Monday and Tuesday, April 4-5 on PBS (see local listings), Benjamin Franklin: A Movie By Ken Burns The profiles are perhaps the most mysterious of the Founding Fathers – they were also religious, if not orthodox.
He was born the 10th son of a Boston coffee maker (he was right, unlike his own son, and the son and grandchildren, who practiced a different Franklin family culture), Franklin finished his schooling at age 12.
A self -taught polymath, he went on to careers as a printer, writer, editor, businessman, social organizer, inventor, amateur scientist and economic ambassador to England before and after his life. , she was involved in helping to give birth to the American republic.
Walter Isaacson and Ken Burns discuss history with Franklin
On the Group TV (virtual) Winter Press Tour, Walter Isaacson, author of The First America: The Life and Times of Benjamin Franklinspoke of the difficult nature of Drs. Franklin (who holds an honorary doctorate), saying:
Ben Franklin’s emphasis was on being able to combine art and science, able to integrate human knowledge and technology. He thinks about everything you learn about everything, from anatomy to math to music to diplomacy.
And his science helped with what he did. As a scientist at Newton, he understood the values and the scales and the equations of power.
His electrical experiments were among the most important scientists of the time, right after Newton. And, so I think that as a Renaissance man, like Leonardo da Vinci, he could see the features of nature.
And he thought of himself as a scientist and a developer. I think it’s not just about him, but about the American scene.
Ken Burns picked up the rope, saying:
Yes, I think Walter is right. You will be happy to know that in two years we will be back with a movie on Leonardo.
Most of these projects were born at a party in Washington DC many years ago, when we realized we couldn’t leave the right and left brain and couldn’t we exclude one of these two, namely, the protein levels that are disputed among the people. important men, especially for Franklin in the 18th century.
In every thought of history, Franklin knew he was not God
Fellow Founding Father John Adams saw history as looking at Franklin as a lofty image, as he said in a letter dated April 4, 1790, to another founder, Benjamin Rush:
The cause of the whole thing is Dr. Franklin’s lightning rod, which strikes the world and beyond General Washington’s Spring. Franklin fired him with his Rod – and they later led the Laws of Reconciliation and War.
But what Adams and Franklin – and Washington too – knew was that above them was a Supreme Being.
Benjamin Franklin about the notion that his subject matter is not the common denominator of Christianity. Franklin was often called a Deist, a believer in a watch -making God who does not interfere with our daily lives. He described himself as a “complete Deist” in his personal story, but that was only part of the story.
This section may be closer to the truth – inserted in a section of the document – as explained in a post on Pennsylvania Heritage website:
Ezra Stiles (1727-1795), the Calvinist president of Yale College, researched extensively about Benjamin Franklin (1706-1790) and his faith. In 1790 he asked the state if he would implement his religious beliefs in the paper.
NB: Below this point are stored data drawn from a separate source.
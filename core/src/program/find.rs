use std::fmt;

use tracing::debug;

use super::AsyncProgram;
use super::CommandLine;
use super::PartialLineBuffer;
use super::Program;
use super::ProgramCore;
use super::SharedListener;
use super::Signal;
use super::quote;
use crate::error::FmshErr;
use crate::error::Result;
use crate::error::classify_failure;
use crate::model::FileSystemObject;
use crate::parse::STAT_FORMAT;
use crate::parse::parse_entity_line;
use crate::paths;

/// Recursive, case-insensitive name search below a directory. Matches are
/// streamed to the listener in batches, one batch per output chunk. Each
/// match is described by its own `stat` so it is printed as soon as it is
/// found.
#[derive(Clone)]
pub struct FindProgram {
    core: ProgramCore,
    directory: String,
    max_results: usize,
    lines: PartialLineBuffer,
    found: Vec<FileSystemObject>,
    listener: Option<SharedListener<Vec<FileSystemObject>>>,
}

impl FindProgram {
    /// `max_results` of zero means unlimited.
    pub fn new(
        directory: &str,
        term: &str,
        max_results: usize,
        listener: Option<SharedListener<Vec<FileSystemObject>>>,
    ) -> Result<Self> {
        if !directory.starts_with(paths::ROOT_DIRECTORY) {
            return Err(FmshErr::InvalidCommandDefinition(format!(
                "search directory must be absolute: `{directory}`"
            )));
        }
        if term.trim().is_empty() {
            return Err(FmshErr::InvalidCommandDefinition(
                "empty search term".to_string(),
            ));
        }
        let directory = paths::normalize(directory);
        let pattern = format!("*{term}*");
        let script = format!(
            "find {} -mindepth 1 -iname {} -exec stat -c {} -- {{}} \\;",
            quote(&directory)?,
            quote(&pattern)?,
            quote(STAT_FORMAT)?,
        );
        let command = CommandLine::new("find", [directory.clone(), pattern]).with_script(script);
        Ok(Self {
            core: ProgramCore::new(command),
            directory,
            max_results,
            lines: PartialLineBuffer::new(),
            found: Vec::new(),
            listener,
        })
    }

    pub fn directory(&self) -> &str {
        &self.directory
    }

    pub fn results(&self) -> &[FileSystemObject] {
        &self.found
    }

    fn limit_reached(&self) -> bool {
        self.max_results > 0 && self.found.len() >= self.max_results
    }

    fn accept(&mut self, lines: Vec<String>) {
        let mut batch = Vec::new();
        for line in lines {
            if self.limit_reached() {
                break;
            }
            if line.trim().is_empty() {
                continue;
            }
            match parse_entity_line(&self.directory, &line) {
                Ok(fso) => {
                    self.found.push(fso.clone());
                    batch.push(fso);
                }
                Err(err) => debug!("skipping unparsable search result: {err}"),
            }
        }
        if batch.is_empty() {
            return;
        }
        if let Some(listener) = &self.listener {
            listener.on_partial_result(batch);
        }
    }
}

impl fmt::Debug for FindProgram {
    fn fmt(&self, f: &mut fmt::Formatter<'_>) -> fmt::Result {
        f.debug_struct("FindProgram")
            .field("command", self.command())
            .field("max_results", &self.max_results)
            .field("found", &self.found.len())
            .finish_non_exhaustive()
    }
}

impl Program for FindProgram {
    fn core(&self) -> &ProgramCore {
        &self.core
    }

    fn core_mut(&mut self) -> &mut ProgramCore {
        &mut self.core
    }

    fn check_exit_code(&mut self, exit_code: i32, stderr: &str) -> Result<()> {
        match exit_code {
            0 | 1 => Ok(()),
            code => Err(classify_failure(&self.command().preview(), code, stderr)),
        }
    }
}

impl AsyncProgram for FindProgram {
    fn on_start_parse_partial_result(&mut self) {
        self.found.clear();
        self.lines.clear();
        if let Some(listener) = &self.listener {
            listener.on_async_start();
        }
    }

    fn on_parse_partial_result(&mut self, partial: &str) {
        let lines = self.lines.push(partial);
        self.accept(lines);
    }

    fn on_parse_error_partial_result(&mut self, partial: &str) {
        debug!(stderr = partial.trim_end(), "search reported an error");
    }

    fn on_end_parse_partial_result(&mut self, canceled: bool) {
        if let Some(rest) = self.lines.finish() {
            self.accept(vec![rest]);
        }
        if let Some(listener) = &self.listener {
            listener.on_async_end(canceled);
        }
    }

    fn on_exit_code(&mut self, exit_code: i32) {
        if let Some(listener) = &self.listener {
            listener.on_async_exit_code(exit_code);
        }
    }

    fn on_exception(&mut self, cause: &FmshErr) {
        if let Some(listener) = &self.listener {
            listener.on_exception(cause);
        }
    }

    fn on_request_end(&mut self) -> Option<Signal> {
        Some(Signal::Interrupt)
    }

    fn wants_end(&self) -> bool {
        self.limit_reached()
    }
}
Franklin agreed.
He was nearing the end of his life – he died six weeks later – and perhaps thought this was a good time to reconnect with the religion in which he lived.
“This is my Creed,” Franklin wrote to Stiles. “I believe in one God, the creator of the universe. He governs by His will. He must be worshiped. The kind service we render to him is The soul of man is immortal, and is treated with the Righteousness of another life according to his deeds in this …
“Jesus of Nazareth… I think the Moral and Religious attitude he left them to us is the best the world has ever known… although that is the question I did not think that I had not learned it, and I do not think it would be proper for me to be comfortable with him now, which I am immediately thinking of in the future. to know the truth with little difficulty. “
Franklin’s story is simple, clever. Religion is useless unless it promotes righteousness. Jesus is the best teacher who ever lived, but He is not God.
Franklin and Slavery – A Difficulty
It is four o’clock Benjamin Franklin the film – which is, in style and presentation, typical Ken Burns – relies heavily on Franklin’s various words and actions about chattel service.
In this case, he is not the only one among the Founding Parents.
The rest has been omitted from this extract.